Segment Open
//! Interactive session.
//!
//! The shell plays the role of an open page: it keeps a session slot for the last viewed
//! quote, runs a startup sync, syncs periodically in the background and on demand, and
//! prints the status line after every finished cycle.
//!
//! Input is read on a dedicated thread and forwarded over a channel so the main loop can
//! `select!` between user lines, Ctrl+C and sync outcomes.
use std::io::{self, BufRead, Write};
use std::path::PathBuf;
use std::thread;
use std::time::Duration;

use crossbeam_channel::{bounded, select, unbounded};
use log::{error, info, warn};
use quote_common::storage::KeyValueStore;
use quote_common::transfer::EXPORT_FILE_NAME;
use quote_common::{CategoryFilter, Result};
use quote_sync::{RemoteSource, SyncHandle, SyncTrigger, SyncWorker};

use crate::app::QuoteApp;
use crate::render;

const HELP: &str = "\
Commands:
  list                      show all quotes
  random                    show a random quote
  filter <category|all>     select a category and show a quote from it
  categories                show categories
  add <text> | <category>   add a quote
  remove <id>               remove a quote
  last                      show the last viewed quote
  sync                      sync with the server now
  export [path]             export quotes to JSON
  import <path>             import quotes from JSON
  help                      show this help
  quit                      leave the shell";

/// One line typed in the shell.
#[derive(Debug, Clone, PartialEq, Eq)]
pub enum ShellCommand {
    /// Blank line.
    Empty,
    /// `list`
    List,
    /// `random`
    Random,
    /// `filter <category|all>`
    Filter(CategoryFilter),
    /// `categories`
    Categories,
    /// `add <text> | <category>`
    Add {
        /// Quote text.
        text: String,
        /// Quote category.
        category: String,
    },
    /// `remove <id>`
    Remove(u64),
    /// `last`
    Last,
    /// `sync`
    Sync,
    /// `export [path]`
    Export(PathBuf),
    /// `import <path>`
    Import(PathBuf),
    /// `help`
    Help,
    /// `quit` / `exit`
    Quit,
    /// Anything that could not be understood, with a hint.
    Invalid(String),
}

impl ShellCommand {
    /// Parse a line of input.
    pub fn parse(line: &str) -> Self {
        let line = line.trim();
        let (verb, rest) = match line.split_once(char::is_whitespace) {
            Some((verb, rest)) => (verb, rest.trim()),
            None => (line, ""),
        };

        match verb.to_lowercase().as_str() {
            "" => ShellCommand::Empty,
            "list" | "ls" => ShellCommand::List,
            "random" | "new" => ShellCommand::Random,
            "filter" => ShellCommand::Filter(rest.parse().unwrap_or_default()),
            "categories" => ShellCommand::Categories,
            "add" => match rest.split_once('|') {
                Some((text, category)) => ShellCommand::Add {
                    text: text.trim().to_string(),
                    category: category.trim().to_string(),
                },
                None => ShellCommand::Add {
                    text: rest.to_string(),
                    category: String::new(),
                },
            },
            "remove" | "rm" => match rest.parse() {
                Ok(id) => ShellCommand::Remove(id),
                Err(_) => ShellCommand::Invalid(format!("Usage: remove <id> (got {:?})", rest)),
            },
            "last" => ShellCommand::Last,
            "sync" => ShellCommand::Sync,
            "export" if rest.is_empty() => ShellCommand::Export(PathBuf::from(EXPORT_FILE_NAME)),
            "export" => ShellCommand::Export(PathBuf::from(rest)),
            "import" if rest.is_empty() => ShellCommand::Invalid(String::from("No file selected.")),
            "import" => ShellCommand::Import(PathBuf::from(rest)),
            "help" | "?" => ShellCommand::Help,
            "quit" | "exit" => ShellCommand::Quit,
            other => ShellCommand::Invalid(format!("Unknown command {:?}, type `help`.", other)),
        }
    }
}

/// Run the interactive session until `quit`, end of input or Ctrl+C.
pub fn run<S, R>(mut app: QuoteApp<S>, remote: R, interval: Duration) -> Result<()>
where
    S: KeyValueStore + 'static,
    R: RemoteSource + 'static,
{
    let (interrupt_tx, interrupt_rx) = bounded::<()>(1);
    if let Err(e) = ctrlc::set_handler(move || {
        let _ = interrupt_tx.try_send(());
    }) {
        warn!("Failed to install Ctrl+C handler: {}", e);
    }

    let (line_tx, line_rx) = unbounded::<String>();
    thread::spawn(move || {
        for line in io::stdin().lock().lines() {
            match line {
                Ok(line) => {
                    if line_tx.send(line).is_err() {
                        break;
                    }
                }
                Err(e) => {
                    error!("Failed to read input: {}", e);
                    break;
                }
            }
        }
    });

    let selected = app.selected_category()?;
    println!("{}", render::quote_list(&app.list()?));
    println!("Selected category: {}", selected);

    let sync = SyncWorker::spawn(remote, app.store().clone(), Some(interval));
    info!("Shell started, syncing every {}s. Press Ctrl+C to exit.", interval.as_secs());
    prompt();

    loop {
        select! {
            recv(interrupt_rx) -> _ => {
                info!("Ctrl+C received. Shutting down shell...");
                break;
            },
            recv(sync.outcomes()) -> msg => if let Ok((trigger, outcome)) = msg {
                info!("Sync ({}) finished", trigger);
                println!("\n{}", outcome);
                prompt();
            },
            recv(line_rx) -> msg => match msg {
                Ok(line) => {
                    if !execute(&mut app, &sync, ShellCommand::parse(&line)) {
                        break;
                    }
                    prompt();
                }
                Err(_) => break,
            },
        }
    }

    sync.shutdown();
    Ok(())
}

/// Execute one shell command; returns `false` when the session should end.
fn execute<S: KeyValueStore>(app: &mut QuoteApp<S>, sync: &SyncHandle, command: ShellCommand) -> bool {
    let result = match command {
        ShellCommand::Empty => Ok(None),
        ShellCommand::Quit => return false,
        ShellCommand::Help => Ok(Some(HELP.to_string())),
        ShellCommand::Invalid(hint) => Ok(Some(hint)),
        ShellCommand::List => app.list().map(|quotes| Some(render::quote_list(&quotes))),
        ShellCommand::Random => show(app, &CategoryFilter::All),
        ShellCommand::Filter(filter) => app
            .filter(&filter)
            .map(|picked| Some(picked.map_or_else(|| render::no_quotes(&filter), |q| render::quote(&q)))),
        ShellCommand::Categories => app
            .categories()
            .map(|(categories, selected)| Some(render::categories(&categories, &selected))),
        ShellCommand::Add { text, category } => app.add(&text, &category).map(|quote| {
            let line = format!("Added {}", render::quote_line(&quote));
            if let Err(e) = sync.publish(quote) {
                warn!("Could not queue quote for the server: {}", e);
            }
            Some(line)
        }),
        ShellCommand::Remove(id) => app.remove(id).map(|removed| Some(removed_message(id, removed))),
        ShellCommand::Last => Ok(Some(match app.last_viewed() {
            Some(quote) => render::last_viewed(&quote),
            None => String::from("No quote viewed yet."),
        })),
        ShellCommand::Sync => Ok(Some(sync_requested_message(sync.request(SyncTrigger::Manual)))),
        ShellCommand::Export(path) => app
            .export(&path)
            .map(|_| Some(format!("Quotes exported to {}", path.display()))),
        ShellCommand::Import(path) => app
            .import(&path)
            .map(|count| Some(format!("Imported {} quotes successfully!", count))),
    };

    match result {
        Ok(Some(output)) => println!("{}", output),
        Ok(None) => {}
        Err(e) => println!("{}", render::user_message(&e)),
    }
    true
}

fn show<S: KeyValueStore>(app: &mut QuoteApp<S>, filter: &CategoryFilter) -> Result<Option<String>> {
    let picked = app.show_random(filter)?;
    Ok(Some(picked.map_or_else(|| render::no_quotes(filter), |q| render::quote(&q))))
}

/// Message printed after `sync`; the status line follows once the cycle finishes.
pub fn sync_requested_message(queued: bool) -> String {
    if queued {
        String::from("Syncing with server...")
    } else {
        String::from("A sync is already pending.")
    }
}

/// Message printed after `remove`.
pub fn removed_message(id: u64, removed: bool) -> String {
    if removed {
        format!("Removed quote {}.", id)
    } else {
        format!("No quote with id {}.", id)
    }
}

fn prompt() {
    print!("> ");
    let _ = io::stdout().flush();
}
//! JSON export and import of the quote sequence.
//!
//! Exports are the full ordered sequence as a pretty-printed JSON array. Imports must
//! be a JSON array; each element has to be an object with non-blank string `text` and
//! `category` fields, everything else is skipped. Accepted entries are handed to
//! [`QuoteStore::import`](crate::store::QuoteStore::import), which appends them.
use std::fs;
use std::path::Path;

use log::{debug, warn};
use serde_json::Value;

use crate::error::QuoteError;
use crate::quote::{MAX_QUOTE_ID, Quote};
use crate::result::Result;

/// Default file name offered for exports.
pub const EXPORT_FILE_NAME: &str = "quotes.json";

/// A validated entry of an imported document.
#[derive(Debug, Clone, PartialEq, Eq)]
pub struct ImportEntry {
    /// Identifier carried by the document, if it had one in `1..=MAX_QUOTE_ID`.
    pub id: Option<u64>,
    /// Quote text, trimmed.
    pub text: String,
    /// Category, trimmed.
    pub category: String,
}

/// Serialize `quotes` as a pretty-printed JSON array.
pub fn export_json(quotes: &[Quote]) -> Result<String> {
    Ok(serde_json::to_string_pretty(quotes)?)
}

/// Write the export document for `quotes` to `path`.
pub fn write_export(path: impl AsRef<Path>, quotes: &[Quote]) -> Result<()> {
    let path = path.as_ref();
    let document = export_json(quotes)?;
    fs::write(path, document)?;
    debug!("Exported {} quotes to {}", quotes.len(), path.display());
    Ok(())
}

/// Parse an import document into the entries that can be appended.
pub fn parse_import(document: &str) -> Result<Vec<ImportEntry>> {
    let parsed: Value = serde_json::from_str(document)?;
    let Value::Array(items) = parsed else {
        return Err(QuoteError::NotAnArray);
    };

    let total = items.len();
    let entries: Vec<ImportEntry> = items.iter().filter_map(entry_from_value).collect();
    if entries.is_empty() {
        return Err(QuoteError::NoValidQuotes);
    }
    if entries.len() < total {
        warn!("Skipped {} invalid entries while importing", total - entries.len());
    }
    Ok(entries)
}

/// Read and parse the import document at `path`.
pub fn read_import(path: impl AsRef<Path>) -> Result<Vec<ImportEntry>> {
    let document = fs::read_to_string(path)?;
    parse_import(&document)
}

fn entry_from_value(value: &Value) -> Option<ImportEntry> {
    let object = value.as_object()?;
    let text = object.get("text")?.as_str()?.trim();
    let category = object.get("category")?.as_str()?.trim();
    if text.is_empty() || category.is_empty() {
        return None;
    }
    let id = object
        .get("id")
        .and_then(Value::as_u64)
        .filter(|id| (1..=MAX_QUOTE_ID).contains(id));

    Some(ImportEntry {
        id,
        text: text.to_string(),
        category: category.to_string(),
    })
}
Segment Closed
— What to produce —
Would you quote everything above from the line containing "ShellCommand::Categories => app" down to the line containing "the cycle finishes."? Include both of those lines and nothing else.

— Solution to this exercise —
        ShellCommand::Categories => app
            .categories()
            .map(|(categories, selected)| Some(render::categories(&categories, &selected))),
        ShellCommand::Add { text, category } => app.add(&text, &category).map(|quote| {
            let line = format!("Added {}", render::quote_line(&quote));
            if let Err(e) = sync.publish(quote) {
                warn!("Could not queue quote for the server: {}", e);
            }
            Some(line)
        }),
        ShellCommand::Remove(id) => app.remove(id).map(|removed| Some(removed_message(id, removed))),
        ShellCommand::Last => Ok(Some(match app.last_viewed() {
            Some(quote) => render::last_viewed(&quote),
            None => String::from("No quote viewed yet."),
        })),
        ShellCommand::Sync => Ok(Some(sync_requested_message(sync.request(SyncTrigger::Manual)))),
        ShellCommand::Export(path) => app
            .export(&path)
            .map(|_| Some(format!("Quotes exported to {}", path.display()))),
        ShellCommand::Import(path) => app
            .import(&path)
            .map(|count| Some(format!("Imported {} quotes successfully!", count))),
    };

    match result {
        Ok(Some(output)) => println!("{}", output),
        Ok(None) => {}
        Err(e) => println!("{}", render::user_message(&e)),
    }
    true
}

fn show<S: KeyValueStore>(app: &mut QuoteApp<S>, filter: &CategoryFilter) -> Result<Option<String>> {
    let picked = app.show_random(filter)?;
    Ok(Some(picked.map_or_else(|| render::no_quotes(filter), |q| render::quote(&q))))
}

/// Message printed after `sync`; the status line follows once the cycle finishes.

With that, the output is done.